Hi Janaka,
Sounds like an exciting project!
I'm the maintainer of the MongoDB Hadoop connector. I can tell you that the connector does have to map some MongoDB-specific types onto types that are native to another system (e.g.
Hive and
Pig), which is likely one problem that you'll have to solve when integrating MongoDB with Tajo. You can see how the connector deals with transforming these types here:
https://github.com/mongodb/mongo-hadoop/wiki/Hive-Usage#serialization-and-deserialization. In this case, Hive already has some notion of "nested types," so the transformation here is fairly straightforward.
I have no experience with Tajo whatsoever, so I can't give much advice on that front. However, you might look into what other storage engines for Tajo do, when their source/sink is a non-relational data source.
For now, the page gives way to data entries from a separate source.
use std::ops::Range;

use log::debug;
use object::pe::{ImageDosHeader, ImageNtHeaders32, ImageNtHeaders64};
use object::read::pe::{ImageNtHeaders, ImageOptionalHeader};
use object::{FileKind, LittleEndian as LE};

/// Name of the section holding executable code in PE images.
pub const CODE_SECTION: &str = ".text";

/// Headers of a loaded module always occupy at least its first page.
const HEADER_PAGE: usize = 0x1000;

/// An error in the module image reader.<br>
/// This encapsulates all possible errors that can occur when reading the
/// section table of a module.
#[derive(Debug, thiserror::Error)]
pub enum ImageError {
    /// Thrown when the headers of the image cannot be parsed.
    #[error("malformed image headers: {0}")]
    Malformed(#[from] object::read::Error),
    /// Thrown when the image is a valid object of a format other than PE.
    #[error("the image is not a PE32 or PE32+ module")]
    UnsupportedFormat,
    /// Thrown when a section extends past the end of the mapped image.
    #[error("section `{name}` lies outside of the mapped image")]
    SectionOutOfBounds { name: String },
    /// Thrown when the image has no code section.
    #[error("the image has no `.text` section")]
    CodeSectionNotFound,
}

/// A section of a module image, as mapped in memory.
#[derive(Debug, Clone, PartialEq, Eq, Hash)]
pub struct Section {
    name: String,
    start: usize,
    rva: usize,
    size: usize,
}

impl Section {
    pub fn name(&self) -> &str {
        &self.name
    }

    /// Absolute address of the first byte of the section.
    pub fn start(&self) -> usize {
        self.start
    }

    /// Size of the section in memory.
    pub fn size(&self) -> usize {
        self.size
    }

    /// Absolute address one past the last byte of the section.
    pub fn end(&self) -> usize {
        self.start + self.size
    }

    pub fn contains(&self, address: usize) -> bool {
        (self.start..self.end()).contains(&address)
    }

    /// Range of the section relative to the image base.
    fn relative_range(&self) -> Range<usize> {
        self.rva..self.rva + self.size
    }
}

/// A bounds-checked view of a PE module mapped in memory.<br><br>
///
/// The section table is read once when the view is created, and every
/// section is checked to lie inside the mapped image. Sections are addressed
/// by their virtual address, so the bytes must be in loaded layout, not in
/// file layout.<br><br>
///
/// # Examples
///
/// ```no_run
/// # fn module_base() -> *const u8 { std::ptr::null() }
/// let image = unsafe { sigscan::ModuleImage::from_loaded(module_base()) }.unwrap();
/// let signature = sigscan::parse("48 8B 05 ?? ?? ?? ?? 48 85 C0");
///
/// if let Some(address) = sigscan::find_signature(&image, &signature).unwrap() {
///     println!("found at {:#x}", address);
/// }
/// ```
#[derive(Debug, Clone)]
pub struct ModuleImage<'data> {
    data: &'data [u8],
    sections: Vec<Section>,
}

impl<'data> ModuleImage<'data> {
    /// Reads the section table of an image whose bytes are already in
    /// loaded layout, such as a copy of a module's memory.<br><br>
    ///
    /// Addresses reported for this image are relative to `data.as_ptr()`.<br><br>
    ///
    /// # Arguments
    /// * `data` - The image bytes, starting at the DOS header.
    ///
    /// # Returns
    /// The image view, or an error if the headers are invalid or a section
    /// lies outside of `data`.
    pub fn from_mapped(data: &'data [u8]) -> Result<Self, ImageError> {
        let headers = match FileKind::parse(data)? {
            FileKind::Pe32 => read_sections::<ImageNtHeaders32>(data)?,
            FileKind::Pe64 => read_sections::<ImageNtHeaders64>(data)?,
            _ => return Err(ImageError::UnsupportedFormat),
        };

        let base = data.as_ptr() as usize;
        let sections = headers
            .into_iter()
            .map(|(name, rva, size)| {
                match rva.checked_add(size) {
                    Some(end) if end <= data.len() => Ok(Section {
                        name,
                        start: base + rva,
                        rva,
                        size,
                    }),
                    _ => Err(ImageError::SectionOutOfBounds { name }),
                }
            })
            .collect::<Result<Vec<_>, _>>()?;

        debug!(
            "read {} sections from image at {:#x} ({:#x} bytes)",
            sections.len(),
            base,
            data.len()
        );

        Ok(Self { data, sections })
    }

    /// Reads the section table of a module loaded in the current process.<br><br>
    ///
    /// The extent of the image is taken from `SizeOfImage` in its optional
    /// header.<br><br>
    ///
    /// # Arguments
    /// * `base` - The base address of the module.
    ///
    /// # Safety
    /// `base` must point to a module image mapped by the loader (or an
    /// equivalent loaded-layout copy of at least one page), and the whole
    /// image must stay mapped and unmodified for `'data`.
    pub unsafe fn from_loaded(base: *const u8) -> Result<Self, ImageError> {
        // SAFETY: the caller guarantees a mapped image, whose headers span
        // at least the first page.
        let headers = unsafe { std::slice::from_raw_parts(base, HEADER_PAGE) };

        let size = match FileKind::parse(headers)? {
            FileKind::Pe32 => size_of_image::<ImageNtHeaders32>(headers)?,
            FileKind::Pe64 => size_of_image::<ImageNtHeaders64>(headers)?,
            _ => return Err(ImageError::UnsupportedFormat),
        };

        // SAFETY: `SizeOfImage` covers every mapped section of the module.
        let data = unsafe { std::slice::from_raw_parts(base, size) };
        Self::from_mapped(data)
    }

    /// Base address of the image.
    pub fn base(&self) -> usize {
        self.data.as_ptr() as usize
    }

    /// Size of the mapped image.
    pub fn size(&self) -> usize {
        self.data.len()
    }

    /// Sections in the order of the section table.
    pub fn sections(&self) -> &[Section] {
        &self.sections
    }

    /// Finds a section by name. (name is case-sensitive)<br>
    /// If several sections share the name, the first one is returned.
    pub fn section_by_name(&self, name: &str) -> Option<&Section> {
        self.sections.iter().find(|section| section.name == name)
    }

    /// The section holding the executable code of the module.
    pub fn code_section(&self) -> Result<&Section, ImageError> {
        self.section_by_name(CODE_SECTION)
            .ok_or(ImageError::CodeSectionNotFound)
    }

    /// The bytes of `section`.<br><br>
    ///
    /// Fails if the section does not belong to this image.
    pub fn section_data(&self, section: &Section) -> Result<&'data [u8], ImageError> {
        self.data
            .get(section.relative_range())
            .ok_or_else(|| ImageError::SectionOutOfBounds {
                name: section.name.clone(),
            })
    }
}

/// Locates the NT headers of the image.<br><br>
///
/// # Returns
/// The headers and the offset of the section table that follows them.
fn nt_headers<Pe: ImageNtHeaders>(data: &[u8]) -> Result<(&Pe, u64), ImageError> {
    let dos_header = ImageDosHeader::parse(data)?;
    let mut offset = dos_header.nt_headers_offset().into();
    let (nt_headers, _) = Pe::parse(data, &mut offset)?;
    Ok((nt_headers, offset))
}

fn size_of_image<Pe: ImageNtHeaders>(data: &[u8]) -> Result<usize, ImageError> {
    let (nt_headers, _) = nt_headers::<Pe>(data)?;
    Ok(nt_headers.optional_header().size_of_image() as usize)
}

/// Reads `(name, virtual address, virtual size)` for every section.
fn read_sections<Pe: ImageNtHeaders>(data: &[u8]) -> Result<Vec<(String, usize, usize)>, ImageError> {
    let (nt_headers, offset) = nt_headers::<Pe>(data)?;
    let table = nt_headers.sections(data, offset)?;

    Ok(table
        .iter()
        .map(|header| {
            // Names are padded with NULs up to 8 bytes.
            let length = header.name.iter().position(|&b| b == 0).unwrap_or(header.name.len());
            (
                String::from_utf8_lossy(&header.name[..length]).into_owned(),
                header.virtual_address.get(LE) as usize,
                header.virtual_size.get(LE) as usize,
            )
        })
        .collect())
}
Do the storage engines allow the user to configure every detail of how data transformations are applied (e.g. do they require that users declare fields/types in advance)? What kinds of assumptions do the storage engines make (e.g. do they assume that every document in a collection looks roughly the same)?
MongoDB also has a "BI" (Business Intelligence) connector, which has to map MongoDB documents onto a relational structure. Perhaps the documentation for this will give some inspiration or guidance:
https://docs.mongodb.org/bi-connector/schema-configuration/.
Best of luck on your project! It sounds like a lot of fun. Please feel free to ask for help anytime.
Luke